The USS Lassen – a guided-missile destroyer – approached Subi Reef, in the north of the disputed Spratly archipelago, and remained in the area for about five hours despite Chinese ships telling it to leave, both US and Chinese military sources said.

Subi is one of seven Chinese-controlled Spratly rocks or reefs which have undergone massive land-reclamation activity in recent years.

Once a natural atoll that fully submerged at high tide, today Subi is a ring-shaped island covering 3.9 million square metres and equipped with a helipad, half-completed airstrip and a four-storey building, according to images provided by the Asia Maritime Transparency initiative.

The US – which called Tuesday’s move a ‘freedom of navigation operation’ – has said such work is illegal and must stop. It fears China will use its new foothold in the South China Sea to enforce its territorial claims by military means, or in the case of other possible conflicts, to block important shipping routes.

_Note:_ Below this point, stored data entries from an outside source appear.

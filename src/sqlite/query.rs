use rusqlite::types::Value;

use crate::error::AdapterError;
use crate::types::RowValues;

/// Extract a `RowValues` from a `SQLite` row.
///
/// Values come back by storage class; timestamps and JSON arrive as `Text` and are read through
/// the matching scan targets.
///
/// # Errors
///
/// Returns `AdapterError` if the value cannot be read.
pub fn sqlite_extract_value_sync(
    row: &rusqlite::Row,
    idx: usize,
) -> Result<RowValues, AdapterError> {
    let value: Value = row.get(idx)?;
    Ok(match value {
        Value::Null => RowValues::Null,
        Value::Integer(i) => RowValues::Int(i),
        Value::Real(f) => RowValues::Float(f),
        Value::Text(s) => RowValues::Text(s),
        Value::Blob(b) => RowValues::Blob(b),
    })
}

/// Extract the first `column_count` columns of `row`.
///
/// # Errors
///
/// Returns `AdapterError` if any column cannot be read.
pub fn extract_row(
    row: &rusqlite::Row,
    column_count: usize,
) -> Result<Vec<RowValues>, AdapterError> {
    let mut values = Vec::with_capacity(column_count);
    for idx in 0..column_count {
        values.push(sqlite_extract_value_sync(row, idx)?);
    }
    Ok(values)
}
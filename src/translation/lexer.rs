//! Byte-level helpers for the placeholder rewriter.

/// Where the rewriter currently is within the SQL text.
#[derive(Debug, Clone, PartialEq, Eq)]
pub(super) enum Context {
    Code,
    /// `'...'`
    Literal,
    /// `"..."`
    QuotedIdent,
    LineComment,
    BlockComment { depth: u32 },
    /// Inside a dollar-quoted body; holds the full `$tag$` delimiter.
    DollarBody { delimiter: String },
}

pub(super) fn starts_with_at(bytes: &[u8], idx: usize, pat: &[u8]) -> bool {
    bytes.get(idx..idx + pat.len()) == Some(pat)
}

/// The `$tag$` delimiter opening at `idx`, if any.
///
/// Tags follow identifier rules and may not start with a digit, so `$1$2` stays two placeholders.
pub(super) fn dollar_delimiter_at(sql: &str, idx: usize) -> Option<String> {
    let rest = sql.get(idx + 1..)?;
    let tag = &rest[..rest.find('$')?];
    let valid = tag.bytes().all(|b| b.is_ascii_alphanumeric() || b == b'_')
        && !tag.starts_with(|c: char| c.is_ascii_digit());
    valid.then(|| format!("${tag}$"))
}

/// The digits of a `$N` placeholder whose `$` sits at `idx`.
pub(super) fn placeholder_digits_at(sql: &str, idx: usize) -> Option<&str> {
    let rest = sql.get(idx + 1..)?;
    let len = rest.bytes().take_while(u8::is_ascii_digit).count();
    (len > 0).then(|| &rest[..len])
}
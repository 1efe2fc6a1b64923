use std::fmt;

use async_trait::async_trait;
use deadpool_postgres::Pool;
use tracing::debug;

use crate::adapter::{Conn, ConnPool, Row, Tx};
use crate::error::AdapterError;
use crate::results::CommandTag;
use crate::types::{BackendKind, RowValues};

use super::connection::PgConn;
use super::query::execute_on;
use super::row::{PgExecutor, PgRow};
use super::transaction::PgTx;

/// A [`ConnPool`] over a deadpool-postgres pool. Cloning shares the same pool.
#[derive(Clone)]
pub struct PgConnPool {
    pool: Pool,
}

impl fmt::Debug for PgConnPool {
    fn fmt(&self, f: &mut fmt::Formatter<'_>) -> fmt::Result {
        f.debug_struct("PgConnPool")
            .field("status", &self.pool.status())
            .finish()
    }
}

impl PgConnPool {
    /// Wrap an already configured pool.
    #[must_use]
    pub fn new(pool: Pool) -> Self {
        Self { pool }
    }

    /// The underlying deadpool pool, for status and resizing.
    #[must_use]
    pub fn pool(&self) -> &Pool {
        &self.pool
    }
}

#[async_trait]
impl ConnPool for PgConnPool {
    fn backend(&self) -> BackendKind {
        BackendKind::Postgres
    }

    async fn ping(&self) -> Result<(), AdapterError> {
        let client = self.pool.get().await?;
        client.batch_execute("SELECT 1").await?;
        Ok(())
    }

    async fn begin(&self) -> Result<Box<dyn Tx>, AdapterError> {
        let client = self.pool.get().await?;
        Ok(Box::new(PgTx::begin_owned(client).await?))
    }

    async fn execute(&self, sql: &str, args: &[RowValues]) -> Result<CommandTag, AdapterError> {
        let client = self.pool.get().await?;
        execute_on(&client, sql, args).await
    }

    fn query_row<'a>(&'a self, sql: &str, args: &[RowValues]) -> Box<dyn Row + 'a> {
        Box::new(PgRow::new(PgExecutor::Pool(&self.pool), sql, args))
    }

    async fn acquire(&self) -> Result<Box<dyn Conn>, AdapterError> {
        let client = self.pool.get().await?;
        debug!(status = ?self.pool.status(), "postgres connection acquired");
        Ok(Box::new(PgConn::new(client)))
    }

    async fn close(&self) -> Result<(), AdapterError> {
        self.pool.close();
        debug!("postgres pool closed");
        Ok(())
    }
}
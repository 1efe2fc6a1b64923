use chrono::{DateTime, NaiveDateTime, Utc};
use serde_json::Value as JsonValue;

use crate::error::AdapterError;
use crate::types::RowValues;

/// A destination a row column can be copied into.
///
/// `Row::scan` takes a slice of these, one per selected column, in column order:
/// ```rust
/// use queue_adapter::prelude::*;
///
/// let mut id = 0_i64;
/// let mut queue = String::new();
/// let mut last_error: Option<String> = None;
/// scan_into(
///     vec![RowValues::Int(7), RowValues::Text("default".into()), RowValues::Null],
///     &mut [&mut id, &mut queue, &mut last_error],
/// )?;
/// assert_eq!((id, queue.as_str(), last_error), (7, "default", None));
/// # Ok::<(), AdapterError>(())
/// ```
pub trait ScanTarget: Send {
    /// Store `value` into `self`.
    ///
    /// # Errors
    /// Returns `AdapterError::ScanError` when the value cannot be represented by the target type.
    fn scan_value(&mut self, value: RowValues) -> Result<(), AdapterError>;
}

/// Copy one row's values into `dest`, position by position.
///
/// # Errors
/// Returns `AdapterError::ScanError` on a column/destination count mismatch or when a column
/// cannot be stored into its destination.
pub fn scan_into(
    values: Vec<RowValues>,
    dest: &mut [&mut dyn ScanTarget],
) -> Result<(), AdapterError> {
    if values.len() != dest.len() {
        return Err(AdapterError::ScanError(format!(
            "number of field descriptions must equal number of destinations, got {} and {}",
            values.len(),
            dest.len()
        )));
    }
    for (idx, (value, target)) in values.into_iter().zip(dest.iter_mut()).enumerate() {
        target
            .scan_value(value)
            .map_err(|e| AdapterError::ScanError(format!("column {idx}: {e}")))?;
    }
    Ok(())
}

fn mismatch(value: &RowValues, target: &str) -> AdapterError {
    AdapterError::ScanError(format!("cannot scan {} into {target}", value.kind()))
}

impl ScanTarget for RowValues {
    fn scan_value(&mut self, value: RowValues) -> Result<(), AdapterError> {
        *self = value;
        Ok(())
    }
}

impl ScanTarget for i64 {
    fn scan_value(&mut self, value: RowValues) -> Result<(), AdapterError> {
        *self = *value.as_int().ok_or_else(|| mismatch(&value, "i64"))?;
        Ok(())
    }
}

impl ScanTarget for i32 {
    fn scan_value(&mut self, value: RowValues) -> Result<(), AdapterError> {
        let wide = *value.as_int().ok_or_else(|| mismatch(&value, "i32"))?;
        *self = i32::try_from(wide).map_err(|e| AdapterError::ScanError(e.to_string()))?;
        Ok(())
    }
}

impl ScanTarget for i16 {
    fn scan_value(&mut self, value: RowValues) -> Result<(), AdapterError> {
        let wide = *value.as_int().ok_or_else(|| mismatch(&value, "i16"))?;
        *self = i16::try_from(wide).map_err(|e| AdapterError::ScanError(e.to_string()))?;
        Ok(())
    }
}

impl ScanTarget for f64 {
    fn scan_value(&mut self, value: RowValues) -> Result<(), AdapterError> {
        *self = value.as_float().ok_or_else(|| mismatch(&value, "f64"))?;
        Ok(())
    }
}

impl ScanTarget for bool {
    fn scan_value(&mut self, value: RowValues) -> Result<(), AdapterError> {
        *self = value.as_bool().ok_or_else(|| mismatch(&value, "bool"))?;
        Ok(())
    }
}

impl ScanTarget for String {
    fn scan_value(&mut self, value: RowValues) -> Result<(), AdapterError> {
        match value {
            RowValues::Text(s) => *self = s,
            other => return Err(mismatch(&other, "String")),
        }
        Ok(())
    }
}

impl ScanTarget for Vec<u8> {
    fn scan_value(&mut self, value: RowValues) -> Result<(), AdapterError> {
        match value {
            RowValues::Blob(bytes) => *self = bytes,
            RowValues::Text(s) => *self = s.into_bytes(),
            other => return Err(mismatch(&other, "Vec<u8>")),
        }
        Ok(())
    }
}

impl ScanTarget for NaiveDateTime {
    fn scan_value(&mut self, value: RowValues) -> Result<(), AdapterError> {
        *self = value
            .as_timestamp()
            .ok_or_else(|| mismatch(&value, "NaiveDateTime"))?;
        Ok(())
    }
}

impl ScanTarget for DateTime<Utc> {
    fn scan_value(&mut self, value: RowValues) -> Result<(), AdapterError> {
        *self = value
            .as_timestamp()
            .ok_or_else(|| mismatch(&value, "DateTime<Utc>"))?
            .and_utc();
        Ok(())
    }
}

impl ScanTarget for JsonValue {
    fn scan_value(&mut self, value: RowValues) -> Result<(), AdapterError> {
        *self = match value {
            RowValues::JSON(json) => json,
            // SQLite keeps JSON as text
            RowValues::Text(s) => serde_json::from_str(&s)
                .map_err(|e| AdapterError::ScanError(format!("invalid json: {e}")))?,
            RowValues::Blob(bytes) => serde_json::from_slice(&bytes)
                .map_err(|e| AdapterError::ScanError(format!("invalid json: {e}")))?,
            RowValues::Null => JsonValue::Null,
            other => return Err(mismatch(&other, "serde_json::Value")),
        };
        Ok(())
    }
}

impl<T> ScanTarget for Option<T>
where
    T: ScanTarget + Default,
{
    fn scan_value(&mut self, value: RowValues) -> Result<(), AdapterError> {
        if value.is_null() {
            *self = None;
            return Ok(());
        }
        let mut inner = T::default();
        inner.scan_value(value)?;
        *self = Some(inner);
        Ok(())
    }
}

Vietnam, the Philippines and Brunei all lay claim to parts of the Spratly archipelago (as does Taiwan, in an added complexity).

But China, which lies more than 1,000 kilometres north of the most northerly island, says the entire chain belongs to it, as does virtually all of the South China Sea, including the parts which Malaysia and Indonesia claim too.

Tuesday’s ‘freedom of navigation operation’ was Washington’s way of showing Beijing it does not recognise those claims and that construction on Subi hasn’t done anything to alter its status as a semi-submerged reef with no right to territorial waters.

“The whole point of freedom of navigation in international waters is that it’s international waters. You don’t need to consult with anybody. That’s the idea,” State Department spokesman John Kirby said as the operation got underway.

Reuters and the Wall Street journal quoted unnamed military officials as saying more such operations would happen in the near future.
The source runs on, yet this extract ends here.